Employees of church-affiliated nonprofits are paying increasing attention to the well-publicized failures1 of benefit plans operated by certain church-affiliated hospitals. Many employees enrolled in such plans have lost pension and other benefits their employers promised to them over many years. In response, employees of church-affiliated and similar employers throughout the country have filed lawsuits, arguing that the Employee Retirement and Income Security Act (ERISA) “church plan” exemption applies only to plans established by churches, and not to affiliated employers such as hospitals, other health care organizations and schools. The U.S. Supreme Court, in Advocate Health Care Network v.

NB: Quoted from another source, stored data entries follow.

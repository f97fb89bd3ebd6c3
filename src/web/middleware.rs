//! HTTP middleware
//!
//! Request logging, security headers and the per-request timeout.

use axum::{
    Json,
    extract::{Request, State},
    http::{HeaderValue, Method, StatusCode, Uri, header},
    middleware::Next,
    response::{IntoResponse, Response},
};
use std::time::Instant;
use tracing::{debug, warn};

use super::AppState;
use super::responses::ApiResponse;
use super::utils::log_response;

pub const REQUEST_ID_HEADER: &str = "x-request-id";

/// Request logging middleware
///
/// Logs every request with timing and echoes the request id back to the caller.
pub async fn request_logging_middleware(
    method: Method,
    uri: Uri,
    request: Request,
    next: Next,
) -> Response {
    let start = Instant::now();
    let request_id = uuid::Uuid::new_v4().to_string();

    debug!(
        method = %method,
        uri = %uri,
        request_id = %request_id,
        "HTTP request started"
    );

    let mut response = next.run(request).await;

    log_response(
        &method,
        &uri,
        response.status().as_u16(),
        &request_id,
        start.elapsed().as_millis() as u64,
    );

    if let Ok(value) = HeaderValue::from_str(&request_id) {
        response.headers_mut().insert(REQUEST_ID_HEADER, value);
    }

    response
}

/// Security headers middleware
pub async fn security_headers_middleware(request: Request, next: Next) -> Response {
    let mut response = next.run(request).await;

    let headers = response.headers_mut();
    headers.insert(header::X_CONTENT_TYPE_OPTIONS, HeaderValue::from_static("nosniff"));
    headers.insert(header::X_FRAME_OPTIONS, HeaderValue::from_static("DENY"));
    headers.insert(
        header::REFERRER_POLICY,
        HeaderValue::from_static("strict-origin-when-cross-origin"),
    );

    response
}

/// Request timeout middleware, bounded by `web.request_timeout`
pub async fn timeout_middleware(
    State(state): State<AppState>,
    request: Request,
    next: Next,
) -> Response {
    let timeout = state.config.web.request_timeout;

    match tokio::time::timeout(timeout, next.run(request)).await {
        Ok(response) => response,
        Err(_) => {
            warn!("Request timed out after {}", humantime::format_duration(timeout));
            (
                StatusCode::REQUEST_TIMEOUT,
                Json(ApiResponse::<()>::error("Request timed out".to_string())),
            )
                .into_response()
        }
    }
}
//! Centralized error handling for the cover proxy
//!
//! # Error Categories
//!
//! - **Provider Errors**: upstream metadata API failures (IGDB, RAWG, Twitch auth)
//! - **Validation Errors**: bad input at the HTTP boundary
//! - **Configuration Errors**: missing credentials or invalid settings
//!
//! Per-identifier provider failures never reach the HTTP layer as errors; the
//! cover cache turns them into `null` entries. `AppError` covers everything
//! that does fail a request.

pub mod types;

pub use types::*;

/// Convenience type alias for Results using AppError
pub type AppResult<T> = Result<T, AppError>;

/// Convenience type alias for provider Results
pub type ProviderResult<T> = Result<T, ProviderError>;
//! Cover lookup HTTP handlers

use axum::{
    Json,
    extract::{Path, State},
    response::IntoResponse,
};

use crate::errors::{AppError, AppResult};
use crate::models::{CoverMap, CoverResponse};
use crate::providers::canonical_game_id;
use crate::web::{AppState, extractors::GameIds, responses::ok};

/// Batch cover lookup
///
/// `GET /api/v1/covers?ids=1,2,3` answers with `{ "1": "https://..", "2": null, .. }`.
/// Ids the provider cannot resolve map to `null`; they never fail the request.
pub async fn get_covers(State(state): State<AppState>, GameIds(ids): GameIds) -> Json<CoverMap> {
    Json(state.cover_cache.lookup(&ids).await)
}

/// Single cover lookup
pub async fn get_cover(
    State(state): State<AppState>,
    Path(game_id): Path<String>,
) -> AppResult<Json<CoverResponse>> {
    let raw = game_id.trim();
    let Some(game_id) = canonical_game_id(raw) else {
        return Err(AppError::validation(format!(
            "Game id must be a positive integer, got: {raw}"
        )));
    };

    let url = state.cover_cache.lookup_one(&game_id).await;
    Ok(Json(CoverResponse { game_id, url }))
}

/// Cache counters
pub async fn get_cover_stats(State(state): State<AppState>) -> impl IntoResponse {
    ok(state.cover_cache.stats().await)
}
//! Health check HTTP handlers

use axum::{Json, extract::State, response::IntoResponse};
use serde_json::{Value, json};

use crate::web::{
    AppState,
    responses::{HealthResponse, ok},
};

/// Health check endpoint
pub async fn health_check(State(state): State<AppState>) -> impl IntoResponse {
    let uptime = chrono::Utc::now() - state.start_time;

    ok(HealthResponse {
        status: "healthy".to_string(),
        version: env!("CARGO_PKG_VERSION").to_string(),
        provider: state.cover_cache.provider_name().to_string(),
        cached_covers: state.cover_cache.len().await,
        uptime_seconds: uptime.num_seconds(),
    })
}

/// Liveness probe; answers as long as the process is serving
pub async fn liveness_check() -> Json<Value> {
    Json(json!({
        "status": "alive",
        "timestamp": chrono::Utc::now(),
    }))
}
//! RAWG cover lookups via `GET /games/{id}`; `background_image` is the cover.

use async_trait::async_trait;
use reqwest::{Client, StatusCode};
use serde::Deserialize;
use tracing::debug;

use super::{CoverProvider, is_valid_game_id};
use crate::errors::{ProviderError, ProviderResult};
use crate::utils::UrlUtils;

const PROVIDER: &str = "rawg";

#[derive(Debug, Deserialize)]
struct RawgGame {
    #[serde(default)]
    background_image: Option<String>,
}

pub struct RawgCoverProvider {
    client: Client,
    base_url: String,
    api_key: String,
}

impl RawgCoverProvider {
    pub fn new(client: Client, base_url: String, api_key: String) -> Self {
        Self {
            client,
            base_url,
            api_key,
        }
    }

    fn game_url(&self, game_id: &str) -> ProviderResult<String> {
        UrlUtils::join(&self.base_url, &format!("games/{game_id}")).map_err(|e| {
            ProviderError::not_configured(format!("invalid RAWG base url '{}': {e}", self.base_url))
        })
    }
}

#[async_trait]
impl CoverProvider for RawgCoverProvider {
    fn name(&self) -> &'static str {
        PROVIDER
    }

    async fn cover_url(&self, game_id: &str) -> ProviderResult<Option<String>> {
        if !is_valid_game_id(game_id) {
            return Err(ProviderError::parse(
                PROVIDER,
                format!("game id '{game_id}' is not a positive integer"),
            ));
        }

        let url = self.game_url(game_id)?;
        debug!(game_id = %game_id, "Querying RAWG game");

        let response = self
            .client
            .get(&url)
            .query(&[("key", self.api_key.as_str())])
            .send()
            .await
            .map_err(|e| ProviderError::Request(e.without_url()))?;

        let status = response.status();
        if status == StatusCode::NOT_FOUND {
            return Ok(None);
        }
        if !status.is_success() {
            return Err(ProviderError::Http {
                status: status.as_u16(),
                message: status.canonical_reason().unwrap_or("Unknown").to_string(),
            });
        }

        let game: RawgGame = response
            .json()
            .await
            .map_err(|e| ProviderError::parse(PROVIDER, format!("invalid game response: {e}")))?;

        Ok(game
            .background_image
            .filter(|image| !image.trim().is_empty()))
    }
}
//! Web layer module
//!
//! HTTP interface for the cover proxy. Handlers are thin: they validate the
//! request at the boundary and delegate to the [`CoverCache`].

use anyhow::Result;
use axum::{Router, routing::get};
use std::net::SocketAddr;
use std::sync::Arc;
use tower_http::cors::CorsLayer;
use tracing::info;

use crate::{config::Config, services::CoverCache};

pub mod extractors;
pub mod handlers;
pub mod middleware;
pub mod responses;
pub mod utils;

pub use extractors::GameIds;
pub use responses::{ApiResponse, handle_error};

/// Application state shared across all handlers
#[derive(Clone)]
pub struct AppState {
    pub config: Config,
    /// Owned by the composition root and shared by every request
    pub cover_cache: Arc<CoverCache>,
    /// Application start time for uptime calculation
    pub start_time: chrono::DateTime<chrono::Utc>,
}

impl AppState {
    pub fn new(config: Config, cover_cache: Arc<CoverCache>) -> Self {
        Self {
            config,
            cover_cache,
            start_time: chrono::Utc::now(),
        }
    }
}

/// Build the router with all routes and middleware
pub fn create_router(state: AppState) -> Router {
    Router::new()
        // Health check endpoints
        .route("/health", get(handlers::health::health_check))
        .route("/live", get(handlers::health::liveness_check))
        .nest("/api/v1", api_v1_routes())
        // Middleware (applied in reverse order)
        .layer(CorsLayer::permissive())
        .layer(axum::middleware::from_fn(
            middleware::security_headers_middleware,
        ))
        .layer(axum::middleware::from_fn_with_state(
            state.clone(),
            middleware::timeout_middleware,
        ))
        .layer(axum::middleware::from_fn(
            middleware::request_logging_middleware,
        ))
        .with_state(state)
}

fn api_v1_routes() -> Router<AppState> {
    Router::new()
        .route("/covers", get(handlers::covers::get_covers))
        .route("/covers/stats", get(handlers::covers::get_cover_stats))
        .route("/covers/{game_id}", get(handlers::covers::get_cover))
}

/// Web server configuration and setup
pub struct WebServer {
    app: Router,
    addr: SocketAddr,
}

impl WebServer {
    pub fn new(config: Config, cover_cache: Arc<CoverCache>) -> Result<Self> {
        let addr: SocketAddr = format!("{}:{}", config.web.host, config.web.port).parse()?;
        let app = create_router(AppState::new(config, cover_cache));
        Ok(Self { app, addr })
    }

    /// Serve with a notification when the server is actually listening or fails to bind
    pub async fn serve_with_signal(
        self,
        ready_signal: tokio::sync::oneshot::Sender<Result<()>>,
    ) -> Result<()> {
        match tokio::net::TcpListener::bind(&self.addr).await {
            Ok(listener) => {
                let _ = ready_signal.send(Ok(()));

                axum::serve(listener, self.app)
                    .with_graceful_shutdown(shutdown_signal())
                    .await?;
                info!("Web server stopped");
                Ok(())
            }
            Err(bind_error) => {
                let bind_err_msg = format!("Failed to bind to {}: {}", self.addr, bind_error);
                let _ = ready_signal.send(Err(anyhow::anyhow!("{}", bind_err_msg)));
                Err(anyhow::anyhow!("{}", bind_err_msg))
            }
        }
    }

    /// Get the host address
    pub fn host(&self) -> String {
        self.addr.ip().to_string()
    }

    /// Get the port number
    pub fn port(&self) -> u16 {
        self.addr.port()
    }
}

/// Resolves on SIGTERM or Ctrl+C
async fn shutdown_signal() {
    #[cfg(unix)]
    {
        use tokio::signal::unix::{SignalKind, signal};

        match (signal(SignalKind::terminate()), signal(SignalKind::interrupt())) {
            (Ok(mut sigterm), Ok(mut sigint)) => {
                tokio::select! {
                    _ = sigterm.recv() => {
                        info!("Received SIGTERM, shutting down gracefully");
                    }
                    _ = sigint.recv() => {
                        info!("Received SIGINT (Ctrl+C), shutting down gracefully");
                    }
                }
            }
            (Err(e), _) | (_, Err(e)) => {
                tracing::warn!("Failed to install signal handlers ({}), using Ctrl+C only", e);
                wait_for_ctrl_c().await;
            }
        }
    }

    #[cfg(not(unix))]
    wait_for_ctrl_c().await;
}

async fn wait_for_ctrl_c() {
    match tokio::signal::ctrl_c().await {
        Ok(()) => info!("Received Ctrl+C, shutting down gracefully"),
        Err(e) => {
            tracing::error!("Failed to listen for Ctrl+C: {}", e);
            std::future::pending::<()>().await;
        }
    }
}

Stapleton, 137 S. Ct. 1652 (2017), unanimously rejected that argument, and held that three church-affiliated nonprofits which operate hospitals and other health care facilities could use the “church plan” exemption even though the applicable plans were not “established” by a church.2

ERISA imposes numerous mandates upon employers who sponsor employee benefit plans, including requirements of governmental reporting, employee disclosure, minimum funding, fiduciary responsibility, and insurance. Compliance with ERISA’s complex mandates and extensive funding requirements costs private employers billions of dollars each year. Because of the expense of ERISA compliance, some church-affiliated employers seek to take advantage of the “church plan” exemption to relieve them of that burden.